Purification and biochemical characterization of alpha-amino-3-hydroxy-5-methyl-4-isoxazolepropionic acid/kainate-sensitive L-glutamate receptors of pig brain

Two preparations of glutamate receptors were purified from the synaptic junctions of pig brain by a combination of detergent solubilization, anion-exchange chromatography, wheat-germ agglutinin affinity chromatography and sedimentation through sucrose gradients. These preparations were enriched in specific L-[H-3]glutamate binding activity (> 5000 pmol of glutamate binding sites/mg of protein), and the rank order of ligand affinity for binding to these preparations was: quisqualate > 6-cyano-7-nitroquinoxaline-2,3-dione > alpha-amino-3-hydroxy-5-methyl-4-isoxazolepropionic acid (AMPA) > L-glutamate > kainate much greater than N-methyl-D-aspartate approximate to L-2-amino-4-phosphonobutyrate. SDS/PAGE analysis revealed that more than 80% of the protein in either of these preparations appeared as a single protein band of 106 kDa. Two-dimensional gel electrophoresis further revealed that these 106 kDa proteins consisted of a series of acidic proteins which were recognized by antibodies against rat AMPA receptor subunits.
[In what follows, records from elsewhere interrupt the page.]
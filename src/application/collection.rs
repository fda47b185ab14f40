//! Single source of truth for one loaded photo listing.
//!
//! Photos are indexed by id and remember their load order. Filtering never
//! copies records, it returns ids, so a like toggle can only ever touch one
//! record and every projection reads that same record back.

use crate::domain::{DomainError, Photo, PhotoId, PhotoRecord};
use std::collections::HashMap;

#[derive(Debug, Default, Clone)]
pub struct PhotoCollection {
    order: Vec<PhotoId>,
    photos: HashMap<PhotoId, Photo>,
}

impl PhotoCollection {
    pub fn empty() -> Self {
        Self::default()
    }

    /// Builds a collection with every photo unliked.
    /// A listing that repeats an id is rejected as a whole.
    pub fn from_records(records: Vec<PhotoRecord>) -> Result<Self, DomainError> {
        let mut order = Vec::with_capacity(records.len());
        let mut photos = HashMap::with_capacity(records.len());

        for record in records {
            let id = record.id;
            if photos.insert(id, Photo::from(record)).is_some() {
                return Err(DomainError::Malformed(format!("duplicate photo id {}", id)));
            }
            order.push(id);
        }

        Ok(Self { order, photos })
    }

    pub fn len(&self) -> usize {
        self.order.len()
    }

    pub fn is_empty(&self) -> bool {
        self.order.is_empty()
    }

    pub fn get(&self, id: PhotoId) -> Option<&Photo> {
        self.photos.get(&id)
    }

    pub fn ids(&self) -> Vec<PhotoId> {
        self.order.clone()
    }

    /// Photos in load order.
    pub fn iter(&self) -> impl Iterator<Item = &Photo> + '_ {
        self.order.iter().filter_map(|id| self.photos.get(id))
    }

    /// Ids of every photo whose title, photographer or country contains
    /// `query`, ignoring case. An empty query matches everything.
    pub fn filter(&self, query: &str) -> Vec<PhotoId> {
        let needle = normalize_query(query);
        self.iter()
            .filter(|photo| photo.matches(&needle))
            .map(|photo| photo.id)
            .collect()
    }

    /// Flips the like flag of `id` and returns its new value.
    pub fn toggle_like(&mut self, id: PhotoId) -> Result<bool, DomainError> {
        let photo = self.photos.get_mut(&id).ok_or(DomainError::NotFound)?;
        photo.is_liked = !photo.is_liked;
        Ok(photo.is_liked)
    }

    /// Clones the photos behind `ids`, skipping any the collection doesn't hold.
    pub fn resolve(&self, ids: &[PhotoId]) -> Vec<Photo> {
        ids.iter().filter_map(|id| self.photos.get(id)).cloned().collect()
    }
}

pub fn normalize_query(query: &str) -> String {
    query.to_lowercase()
}

/// Message shown when a search comes back empty. `query` is shown as given.
pub fn no_results_message(query: &str) -> String {
    format!("No photos found for \"{}\".", query)
}
use crate::domain::{DomainError, PhotoRecord, PhotoSource};
use crate::infrastructure::http_client::read_json;
use async_trait::async_trait;
use reqwest::Client;
use tracing::debug;

/// Photo-listing service reached over HTTP GET.
pub struct HttpPhotoSource {
    client: Client,
    url: String,
}

impl HttpPhotoSource {
    pub fn new(client: Client, url: String) -> Self {
        Self { client, url }
    }
}

#[async_trait]
impl PhotoSource for HttpPhotoSource {
    async fn fetch_photos(&self) -> Result<Vec<PhotoRecord>, DomainError> {
        debug!("Fetching photo listing from {}", self.url);
        let res = self
            .client
            .get(&self.url)
            .send()
            .await
            .map_err(|e| DomainError::Network(format!("Request failed: {}", e)))?;

        read_json(res, "photo listing").await
    }
}
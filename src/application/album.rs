use crate::application::registry::ViewRegistry;
use crate::application::view::{PhotoCollectionView, ViewSnapshot};
use crate::domain::{DomainError, PhotoId, PhotoSource};
use serde::Serialize;
use std::sync::Arc;
use tracing::info;

#[derive(Debug, Clone, Serialize)]
#[serde(rename_all = "camelCase")]
pub struct LikeResult {
    pub id: PhotoId,
    pub is_liked: bool,
}

pub struct AlbumUseCase {
    source: Arc<dyn PhotoSource>,
    views: Arc<ViewRegistry>,
}

impl AlbumUseCase {
    pub fn new(source: Arc<dyn PhotoSource>, views: Arc<ViewRegistry>) -> Self {
        Self { source, views }
    }

    /// Returns the session's view, loading it the first time it is opened.
    async fn activated_view(&self, session: &str) -> Arc<PhotoCollectionView> {
        let view = self.views.get_or_create(session);
        if !view.is_activated() {
            info!("Activating album view ({} open)", self.views.len());
            view.load(self.source.as_ref()).await;
        }
        view
    }

    pub async fn open(&self, session: &str) -> ViewSnapshot {
        self.activated_view(session).await.snapshot()
    }

    pub async fn reload(&self, session: &str) -> ViewSnapshot {
        let view = self.views.get_or_create(session);
        view.load(self.source.as_ref()).await;
        view.snapshot()
    }

    pub async fn search(&self, session: &str, query: &str) -> Result<ViewSnapshot, DomainError> {
        self.activated_view(session).await.search(query)
    }

    pub async fn toggle_like(&self, session: &str, id: PhotoId) -> Result<LikeResult, DomainError> {
        let is_liked = self.activated_view(session).await.toggle_like(id)?;
        Ok(LikeResult { id, is_liked })
    }

    pub fn close(&self, session: &str) {
        if self.views.remove(session) {
            info!("Album view closed");
        }
    }
}

#[cfg(test)]
mod tests {
    use super::*;
    use crate::domain::{PhotoRecord, SessionProvider};
    use crate::infrastructure::SignedSessionStore;
    use async_trait::async_trait;
    use std::sync::atomic::{AtomicUsize, Ordering};

    struct CountingSource {
        calls: AtomicUsize,
    }

    #[async_trait]
    impl PhotoSource for CountingSource {
        async fn fetch_photos(&self) -> Result<Vec<PhotoRecord>, DomainError> {
            self.calls.fetch_add(1, Ordering::SeqCst);
            Ok(vec![
                PhotoRecord {
                    id: 1,
                    title: "Nairobi Sunset".to_string(),
                    photographer: "A".to_string(),
                    country: "Kenya".to_string(),
                    url: "u1".to_string(),
                },
                PhotoRecord {
                    id: 2,
                    title: "Paris Lights".to_string(),
                    photographer: "B".to_string(),
                    country: "France".to_string(),
                    url: "u2".to_string(),
                },
            ])
        }
    }

    struct Fixture {
        album: AlbumUseCase,
        source: Arc<CountingSource>,
        views: Arc<ViewRegistry>,
        sessions: Arc<SignedSessionStore>,
    }

    impl Fixture {
        fn login(&self) -> String {
            self.sessions.login("test@example.com", "password123").unwrap().token
        }

        fn fetches(&self) -> usize {
            self.source.calls.load(Ordering::SeqCst)
        }
    }

    fn setup() -> Fixture {
        let source = Arc::new(CountingSource { calls: AtomicUsize::new(0) });
        let sessions = Arc::new(SignedSessionStore::new());
        let views = Arc::new(ViewRegistry::new(sessions.clone()));
        Fixture {
            album: AlbumUseCase::new(source.clone(), views.clone()),
            source,
            views,
            sessions,
        }
    }

    #[tokio::test]
    async fn test_open_loads_once_per_activation() {
        let f = setup();
        let s1 = f.login();
        assert_eq!(f.album.open(&s1).await.photos.len(), 2);
        f.album.open(&s1).await;
        f.album.search(&s1, "kenya").await.unwrap();
        assert_eq!(f.fetches(), 1);

        f.album.reload(&s1).await;
        assert_eq!(f.fetches(), 2);
    }

    #[tokio::test]
    async fn test_sessions_have_independent_likes() {
        let f = setup();
        let (s1, s2) = (f.login(), f.login());
        let liked = f.album.toggle_like(&s1, 2).await.unwrap();
        assert!(liked.is_liked);

        let other = f.album.open(&s2).await;
        assert!(other.photos.iter().all(|p| !p.is_liked));
    }

    #[tokio::test]
    async fn test_close_discards_the_view() {
        let f = setup();
        let s1 = f.login();
        f.album.toggle_like(&s1, 1).await.unwrap();
        f.album.close(&s1);
        assert!(f.views.is_empty());

        let snap = f.album.open(&s1).await;
        assert!(snap.photos.iter().all(|p| !p.is_liked));
        assert_eq!(f.fetches(), 2);
    }

    #[tokio::test]
    async fn test_logged_out_views_are_dropped_on_next_open() {
        let f = setup();
        let (s1, s2) = (f.login(), f.login());
        f.album.open(&s1).await;
        f.album.open(&s2).await;
        assert_eq!(f.views.len(), 2);

        f.sessions.logout(&s1);
        f.album.open(&s2).await;
        assert_eq!(f.views.len(), 1);
    }

    #[tokio::test]
    async fn test_toggle_unknown_photo() {
        let f = setup();
        let s1 = f.login();
        assert!(matches!(f.album.toggle_like(&s1, 42).await, Err(DomainError::NotFound)));
    }
}
use super::models::{DirectoryUser, NewDirectoryUser, PhotoRecord, Session};
use async_trait::async_trait;
use thiserror::Error;

#[derive(Error, Debug)]
pub enum DomainError {
    #[error("Network error: {0}")]
    Network(String),
    #[error("Malformed response: {0}")]
    Malformed(String),
    #[error("Photo not found")]
    NotFound,
    #[error("Collection is still loading")]
    Busy,
    #[error("Unauthorized: {0}")]
    Unauthorized(String),
    #[error("Invalid input: {0}")]
    Validation(String),
}

/// The photo-listing service a collection view loads from.
#[async_trait]
pub trait PhotoSource: Send + Sync {
    async fn fetch_photos(&self) -> Result<Vec<PhotoRecord>, DomainError>;
}

/// The public placeholder directory of users, photos and albums.
#[async_trait]
pub trait DirectoryService: Send + Sync {
    async fn list_users(&self) -> Result<Vec<DirectoryUser>, DomainError>;
    async fn count_photos(&self) -> Result<usize, DomainError>;
    async fn list_album_titles(&self) -> Result<Vec<String>, DomainError>;
    /// Returns the id the directory assigned to the new user.
    async fn create_user(&self, user: &NewDirectoryUser) -> Result<i64, DomainError>;
}

pub trait SessionProvider: Send + Sync {
    fn login(&self, email: &str, password: &str) -> Result<Session, DomainError>;
    fn is_authenticated(&self, token: &str) -> bool;
    fn logout(&self, token: &str);
}
use axum::{
    extract::Request,
    http::{header, HeaderMap, StatusCode},
    middleware::Next,
    response::{IntoResponse, Response},
    Json,
};
use serde_json::json;
use std::sync::Arc;

use crate::domain::SessionProvider;
use crate::infrastructure::SESSION_TTL_DAYS;

pub const SESSION_COOKIE: &str = "lens_session";

/// The caller's session token, attached to the request once it has been verified.
#[derive(Clone, Debug)]
pub struct SessionToken(pub String);

pub type SharedSessions = Arc<dyn SessionProvider>;

/// Extract the session token from the `lens_session` cookie.
pub fn extract_token(headers: &HeaderMap) -> Option<String> {
    let cookie_header = headers.get(header::COOKIE)?.to_str().ok()?;
    cookie_header.split(';').find_map(|part| {
        part.trim()
            .strip_prefix("lens_session=")
            .filter(|v| !v.is_empty())
            .map(|v| v.to_string())
    })
}

pub fn session_cookie(token: &str) -> String {
    format!(
        "{}={}; Path=/; HttpOnly; SameSite=Strict; Max-Age={}",
        SESSION_COOKIE,
        token,
        60 * 60 * 24 * SESSION_TTL_DAYS
    )
}

pub fn cleared_cookie() -> String {
    format!("{}=; Path=/; HttpOnly; SameSite=Strict; Max-Age=0", SESSION_COOKIE)
}

/// Axum middleware that checks for a valid session cookie.
/// Returns 401 if not authenticated.
pub async fn require_session(mut req: Request, next: Next) -> Response {
    // The provider is stored as an extension on the request by the layer
    let sessions = req.extensions().get::<SharedSessions>().cloned();

    if let (Some(sessions), Some(token)) = (sessions, extract_token(req.headers())) {
        if sessions.is_authenticated(&token) {
            req.extensions_mut().insert(SessionToken(token));
            return next.run(req).await;
        }
    }

    (
        StatusCode::UNAUTHORIZED,
        Json(json!({ "error": "Login required" })),
    )
        .into_response()
}
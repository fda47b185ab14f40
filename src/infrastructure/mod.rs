pub mod http_client;
pub mod photo_listing;
pub mod placeholder_directory;
pub mod session_store;

pub use http_client::*;
pub use photo_listing::*;
pub use placeholder_directory::*;
pub use session_store::*;
use std::{env, fmt::Display, str::FromStr, time::Duration};

use tracing::{info, warn};

pub struct Config {
    pub port: u16,
    pub photos_url: String,
    pub placeholder_api_url: String,
    pub http_timeout: Duration,
    pub frontend_dir: String,
}

impl Config {
    pub fn load() -> Self {
        Self::from_lookup(|key| env::var(key).ok())
    }

    pub fn from_lookup(lookup: impl Fn(&str) -> Option<String>) -> Self {
        Self {
            port: try_load(&lookup, "PORT", 3000),
            photos_url: try_load(&lookup, "PHOTOS_URL", "http://localhost:3001/photos".to_string()),
            placeholder_api_url: try_load(
                &lookup,
                "PLACEHOLDER_API_URL",
                "https://jsonplaceholder.typicode.com".to_string(),
            ),
            http_timeout: Duration::from_secs(try_load(&lookup, "HTTP_TIMEOUT_SECS", 10)),
            frontend_dir: try_load(&lookup, "FRONTEND_DIR", "frontend/dist".to_string()),
        }
    }
}

fn try_load<T>(lookup: &impl Fn(&str) -> Option<String>, key: &str, default: T) -> T
where
    T: FromStr + Display,
    T::Err: Display,
{
    let Some(raw) = lookup(key).filter(|v| !v.trim().is_empty()) else {
        info!("{key} not set, using default: {default}");
        return default;
    };

    raw.trim().parse().unwrap_or_else(|e| {
        warn!("Invalid {key} value {raw:?}: {e}, using default: {default}");
        default
    })
}
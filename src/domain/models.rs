use chrono::{DateTime, Utc};
use serde::{Deserialize, Serialize};
use uuid::Uuid;

pub type PhotoId = i64;

/// A photo exactly as the listing service sends it.
#[derive(Debug, Clone, PartialEq, Eq, Serialize, Deserialize)]
pub struct PhotoRecord {
    pub id: PhotoId,
    pub title: String,
    pub photographer: String,
    pub country: String,
    pub url: String,
}

/// A photo held by a collection view. `is_liked` lives only in memory.
#[derive(Debug, Clone, PartialEq, Eq, Serialize, Deserialize)]
#[serde(rename_all = "camelCase")]
pub struct Photo {
    pub id: PhotoId,
    pub title: String,
    pub photographer: String,
    pub country: String,
    pub url: String,
    #[serde(default)]
    pub is_liked: bool,
}

impl Photo {
    /// `needle` must already be lowercased.
    pub fn matches(&self, needle: &str) -> bool {
        self.title.to_lowercase().contains(needle)
            || self.photographer.to_lowercase().contains(needle)
            || self.country.to_lowercase().contains(needle)
    }
}

impl From<PhotoRecord> for Photo {
    fn from(record: PhotoRecord) -> Self {
        Self {
            id: record.id,
            title: record.title,
            photographer: record.photographer,
            country: record.country,
            url: record.url,
            is_liked: false,
        }
    }
}

#[derive(Debug, Clone, Default, Serialize, Deserialize)]
pub struct Address {
    pub city: Option<String>,
}

/// A user record from the placeholder directory.
#[derive(Debug, Clone, Serialize, Deserialize)]
pub struct DirectoryUser {
    pub id: i64,
    pub name: String,
    #[serde(default)]
    pub username: String,
    #[serde(default)]
    pub email: String,
    #[serde(default)]
    pub address: Option<Address>,
}

#[derive(Debug, Clone, PartialEq, Eq, Serialize, Deserialize)]
#[serde(rename_all = "camelCase")]
pub struct Traveller {
    pub id: i64,
    pub name: String,
    pub username: String,
    pub email: String,
    pub country: String,
    pub travelled_countries: String,
    pub image_url: String,
}

#[derive(Debug, Clone, Copy, PartialEq, Eq, Serialize, Deserialize)]
pub struct GalleryStats {
    pub users: usize,
    pub countries: usize,
    pub photos: usize,
}

#[derive(Debug, Clone, PartialEq, Eq, Serialize, Deserialize)]
#[serde(rename_all = "camelCase")]
pub struct Photographer {
    pub id: i64,
    pub name: String,
    pub username: String,
    pub image_url: String,
}

#[derive(Debug, Clone, Serialize, Deserialize)]
#[serde(rename_all = "camelCase")]
pub struct HomeOverview {
    pub stats: GalleryStats,
    pub top_photographers: Vec<Photographer>,
}

/// Profile form as submitted by a prospective photographer.
#[derive(Debug, Clone, Default, Serialize, Deserialize)]
#[serde(rename_all = "camelCase")]
pub struct ProfileDraft {
    #[serde(default)]
    pub name: String,
    #[serde(default)]
    pub email: String,
    #[serde(default)]
    pub description: String,
    #[serde(default)]
    pub countries: String,
    #[serde(default)]
    pub sample_photos: String,
}

#[derive(Debug, Clone, Serialize, Deserialize)]
#[serde(rename_all = "camelCase")]
pub struct Company {
    pub catch_phrase: String,
}

/// Payload accepted by the directory's user-creation endpoint.
#[derive(Debug, Clone, Serialize, Deserialize)]
pub struct NewDirectoryUser {
    pub name: String,
    pub email: String,
    pub username: String,
    pub company: Company,
    pub address: Address,
}

#[derive(Debug, Clone, Serialize, Deserialize)]
pub struct CreatedProfile {
    pub id: i64,
    pub name: String,
    pub email: String,
    pub message: String,
}

#[derive(Debug, Clone)]
pub struct Session {
    pub id: Uuid,
    pub email: String,
    pub token: String,
    pub issued_at: DateTime<Utc>,
    pub expires_at: DateTime<Utc>,
}
pub mod album;
pub mod collection;
pub mod profile;
pub mod registry;
pub mod stats;
pub mod travellers;
pub mod view;
#[cfg(test)]
pub mod test_support;

pub use album::*;
pub use collection::*;
pub use profile::*;
pub use registry::*;
pub use stats::*;
pub use travellers::*;
pub use view::*;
These 106 kDa proteins were also recognized by wheatgerm agglutinin and concanavalin A; in addition, peptide N-glycosidase F treatment of these preparations decreased their size to 99 kDa. Our results suggest that the putative glutamate receptors isolated here are likely to belong to the AMPA subtype of glutamate receptors in pig brain. Using the purification procedure reported here, 5 mu g of AMPA receptor proteins can be isolated from 250 g of pig brain tissue.